**YOUR OBJECTIVE:**
Would you copy out each line of the records below that includes the word "None"?

**DATA UNDER STUDY:**

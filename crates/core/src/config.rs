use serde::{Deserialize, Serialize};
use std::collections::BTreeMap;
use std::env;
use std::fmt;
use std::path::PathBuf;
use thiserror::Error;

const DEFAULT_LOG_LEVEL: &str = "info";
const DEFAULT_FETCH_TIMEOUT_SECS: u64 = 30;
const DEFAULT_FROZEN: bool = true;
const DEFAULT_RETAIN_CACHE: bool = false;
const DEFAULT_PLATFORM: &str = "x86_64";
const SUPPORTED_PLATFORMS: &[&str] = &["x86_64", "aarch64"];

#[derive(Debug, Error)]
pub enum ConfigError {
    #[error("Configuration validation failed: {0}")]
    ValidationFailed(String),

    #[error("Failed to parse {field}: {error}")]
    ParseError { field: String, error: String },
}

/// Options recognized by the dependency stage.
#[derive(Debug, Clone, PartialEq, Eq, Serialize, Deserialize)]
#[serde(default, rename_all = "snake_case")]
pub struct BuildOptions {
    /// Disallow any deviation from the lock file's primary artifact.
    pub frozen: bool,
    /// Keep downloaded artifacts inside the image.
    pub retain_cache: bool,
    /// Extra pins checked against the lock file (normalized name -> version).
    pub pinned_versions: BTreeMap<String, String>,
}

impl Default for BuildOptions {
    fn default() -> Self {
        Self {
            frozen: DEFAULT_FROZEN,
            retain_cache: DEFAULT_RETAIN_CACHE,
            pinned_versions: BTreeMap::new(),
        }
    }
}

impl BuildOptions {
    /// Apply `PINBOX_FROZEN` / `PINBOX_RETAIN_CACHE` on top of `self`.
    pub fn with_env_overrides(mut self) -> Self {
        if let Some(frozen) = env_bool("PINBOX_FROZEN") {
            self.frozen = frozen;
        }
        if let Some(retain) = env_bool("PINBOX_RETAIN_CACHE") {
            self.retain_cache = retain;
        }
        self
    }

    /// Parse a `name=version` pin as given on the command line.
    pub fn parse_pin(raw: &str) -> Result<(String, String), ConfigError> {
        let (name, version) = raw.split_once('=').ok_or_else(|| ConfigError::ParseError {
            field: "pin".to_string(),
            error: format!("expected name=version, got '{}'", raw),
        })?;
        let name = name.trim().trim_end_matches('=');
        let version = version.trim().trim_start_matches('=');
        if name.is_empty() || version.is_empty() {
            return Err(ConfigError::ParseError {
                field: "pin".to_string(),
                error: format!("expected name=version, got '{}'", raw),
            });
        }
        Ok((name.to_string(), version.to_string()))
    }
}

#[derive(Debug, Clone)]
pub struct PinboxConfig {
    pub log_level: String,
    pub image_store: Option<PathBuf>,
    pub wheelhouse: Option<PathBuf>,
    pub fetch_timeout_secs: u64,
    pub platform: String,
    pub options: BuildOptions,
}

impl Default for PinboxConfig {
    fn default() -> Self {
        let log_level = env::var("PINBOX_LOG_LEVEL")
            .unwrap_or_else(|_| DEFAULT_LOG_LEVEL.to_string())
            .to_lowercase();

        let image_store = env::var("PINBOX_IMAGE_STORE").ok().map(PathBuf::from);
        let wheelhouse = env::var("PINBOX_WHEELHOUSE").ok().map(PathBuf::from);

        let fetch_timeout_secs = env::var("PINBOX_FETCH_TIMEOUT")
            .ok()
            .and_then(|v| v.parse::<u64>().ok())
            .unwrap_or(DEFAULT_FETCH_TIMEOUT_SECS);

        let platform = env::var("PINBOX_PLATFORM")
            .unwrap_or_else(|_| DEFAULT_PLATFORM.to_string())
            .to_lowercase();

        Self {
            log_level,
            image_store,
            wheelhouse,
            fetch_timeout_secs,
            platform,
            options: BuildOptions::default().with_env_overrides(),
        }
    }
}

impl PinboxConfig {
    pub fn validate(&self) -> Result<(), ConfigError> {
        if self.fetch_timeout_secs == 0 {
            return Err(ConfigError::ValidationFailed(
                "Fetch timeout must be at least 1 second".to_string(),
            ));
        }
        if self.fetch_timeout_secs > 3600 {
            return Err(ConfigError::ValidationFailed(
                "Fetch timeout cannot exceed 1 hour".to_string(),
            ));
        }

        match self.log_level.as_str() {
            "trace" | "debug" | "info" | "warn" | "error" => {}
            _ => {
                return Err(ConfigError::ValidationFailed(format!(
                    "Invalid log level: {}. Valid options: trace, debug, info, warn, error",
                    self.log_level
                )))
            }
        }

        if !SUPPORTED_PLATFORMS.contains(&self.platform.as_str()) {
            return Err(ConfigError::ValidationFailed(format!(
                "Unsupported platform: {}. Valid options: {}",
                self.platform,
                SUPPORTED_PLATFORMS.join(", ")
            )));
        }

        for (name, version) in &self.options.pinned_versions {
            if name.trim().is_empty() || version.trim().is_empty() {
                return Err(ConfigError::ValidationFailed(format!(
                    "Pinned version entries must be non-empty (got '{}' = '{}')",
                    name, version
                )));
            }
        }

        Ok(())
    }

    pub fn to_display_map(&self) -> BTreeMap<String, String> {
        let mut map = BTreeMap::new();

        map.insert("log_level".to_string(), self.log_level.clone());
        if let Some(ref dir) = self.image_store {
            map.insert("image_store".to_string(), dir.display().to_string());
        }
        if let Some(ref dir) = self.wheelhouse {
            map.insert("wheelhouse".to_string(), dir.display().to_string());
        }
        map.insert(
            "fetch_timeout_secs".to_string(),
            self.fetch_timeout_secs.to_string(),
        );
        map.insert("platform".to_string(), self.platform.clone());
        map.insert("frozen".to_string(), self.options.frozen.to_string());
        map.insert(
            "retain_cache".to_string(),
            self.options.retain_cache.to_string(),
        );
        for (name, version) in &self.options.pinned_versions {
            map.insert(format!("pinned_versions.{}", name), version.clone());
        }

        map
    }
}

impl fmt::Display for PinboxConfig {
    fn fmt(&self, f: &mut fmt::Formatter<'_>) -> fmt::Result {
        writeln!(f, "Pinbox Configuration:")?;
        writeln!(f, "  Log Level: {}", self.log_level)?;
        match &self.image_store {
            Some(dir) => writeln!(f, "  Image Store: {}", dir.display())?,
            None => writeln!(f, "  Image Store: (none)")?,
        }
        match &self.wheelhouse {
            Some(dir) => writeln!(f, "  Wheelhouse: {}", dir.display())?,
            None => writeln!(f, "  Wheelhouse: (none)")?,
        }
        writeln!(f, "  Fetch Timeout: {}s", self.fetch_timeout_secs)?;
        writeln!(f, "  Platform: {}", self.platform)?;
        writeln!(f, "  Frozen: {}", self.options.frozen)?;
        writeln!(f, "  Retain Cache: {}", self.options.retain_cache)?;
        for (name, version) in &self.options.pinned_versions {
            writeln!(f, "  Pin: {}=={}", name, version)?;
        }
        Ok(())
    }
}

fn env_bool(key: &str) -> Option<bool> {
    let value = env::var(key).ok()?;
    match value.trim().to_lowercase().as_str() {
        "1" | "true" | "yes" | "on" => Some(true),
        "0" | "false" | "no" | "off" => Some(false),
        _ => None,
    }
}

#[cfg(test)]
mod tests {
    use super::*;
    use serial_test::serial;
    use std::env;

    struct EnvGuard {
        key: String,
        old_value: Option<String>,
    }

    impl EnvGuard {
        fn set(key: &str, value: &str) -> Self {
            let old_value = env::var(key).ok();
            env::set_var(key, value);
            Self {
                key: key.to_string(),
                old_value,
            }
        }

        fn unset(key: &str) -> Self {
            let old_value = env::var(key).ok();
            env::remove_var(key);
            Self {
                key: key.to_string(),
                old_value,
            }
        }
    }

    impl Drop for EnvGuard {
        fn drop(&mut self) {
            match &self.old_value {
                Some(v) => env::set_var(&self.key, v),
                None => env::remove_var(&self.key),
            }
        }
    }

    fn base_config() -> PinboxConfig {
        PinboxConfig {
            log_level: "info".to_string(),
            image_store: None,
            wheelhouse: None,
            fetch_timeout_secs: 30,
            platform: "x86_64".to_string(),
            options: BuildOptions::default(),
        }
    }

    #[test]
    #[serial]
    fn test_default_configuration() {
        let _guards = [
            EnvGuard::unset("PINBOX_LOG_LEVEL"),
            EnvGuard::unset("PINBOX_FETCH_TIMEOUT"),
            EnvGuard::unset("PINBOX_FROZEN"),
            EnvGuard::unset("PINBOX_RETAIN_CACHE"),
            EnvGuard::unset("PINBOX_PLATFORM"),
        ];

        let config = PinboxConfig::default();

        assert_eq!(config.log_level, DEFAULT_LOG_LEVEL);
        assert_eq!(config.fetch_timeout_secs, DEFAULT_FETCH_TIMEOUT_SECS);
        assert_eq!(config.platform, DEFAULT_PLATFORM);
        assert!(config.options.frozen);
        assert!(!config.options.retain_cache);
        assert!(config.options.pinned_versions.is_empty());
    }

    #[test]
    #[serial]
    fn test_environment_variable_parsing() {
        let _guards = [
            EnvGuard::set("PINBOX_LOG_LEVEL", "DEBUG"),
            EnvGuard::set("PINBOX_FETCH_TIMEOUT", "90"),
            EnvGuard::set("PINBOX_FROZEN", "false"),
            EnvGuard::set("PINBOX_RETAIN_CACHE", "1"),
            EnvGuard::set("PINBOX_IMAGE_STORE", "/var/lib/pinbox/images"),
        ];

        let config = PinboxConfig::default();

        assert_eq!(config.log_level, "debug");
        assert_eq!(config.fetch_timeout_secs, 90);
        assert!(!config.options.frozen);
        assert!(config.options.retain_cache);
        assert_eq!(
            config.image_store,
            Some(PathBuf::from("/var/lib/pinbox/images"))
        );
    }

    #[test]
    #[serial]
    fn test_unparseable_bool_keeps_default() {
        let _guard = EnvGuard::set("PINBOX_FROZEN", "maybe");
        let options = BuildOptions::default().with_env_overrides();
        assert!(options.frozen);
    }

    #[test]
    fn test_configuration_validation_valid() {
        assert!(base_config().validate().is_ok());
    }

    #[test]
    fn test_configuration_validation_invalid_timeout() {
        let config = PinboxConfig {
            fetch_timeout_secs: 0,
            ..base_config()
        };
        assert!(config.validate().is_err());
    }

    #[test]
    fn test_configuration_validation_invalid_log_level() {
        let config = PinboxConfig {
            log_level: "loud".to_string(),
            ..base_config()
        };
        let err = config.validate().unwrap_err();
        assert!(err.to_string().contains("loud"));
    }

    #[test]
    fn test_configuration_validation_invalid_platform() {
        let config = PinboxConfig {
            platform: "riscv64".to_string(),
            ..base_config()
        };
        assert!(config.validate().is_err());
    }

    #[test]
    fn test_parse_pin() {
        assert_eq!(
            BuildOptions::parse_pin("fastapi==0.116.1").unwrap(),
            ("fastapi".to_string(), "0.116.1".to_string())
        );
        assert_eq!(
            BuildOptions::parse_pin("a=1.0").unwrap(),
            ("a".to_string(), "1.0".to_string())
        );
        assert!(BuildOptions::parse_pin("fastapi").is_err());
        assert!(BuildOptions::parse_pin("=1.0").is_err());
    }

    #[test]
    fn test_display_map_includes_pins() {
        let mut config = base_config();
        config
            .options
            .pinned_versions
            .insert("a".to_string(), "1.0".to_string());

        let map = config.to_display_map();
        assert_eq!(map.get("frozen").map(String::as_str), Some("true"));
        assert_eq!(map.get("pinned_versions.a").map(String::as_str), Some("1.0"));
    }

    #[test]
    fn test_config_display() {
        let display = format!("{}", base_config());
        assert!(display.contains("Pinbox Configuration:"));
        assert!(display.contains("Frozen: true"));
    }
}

**ANSWER BELOW:**
            None => writeln!(f, "  Image Store: (none)")?,
            None => writeln!(f, "  Wheelhouse: (none)")?,
        _ => None,
                None => env::remove_var(&self.key),
            image_store: None,
            wheelhouse: None,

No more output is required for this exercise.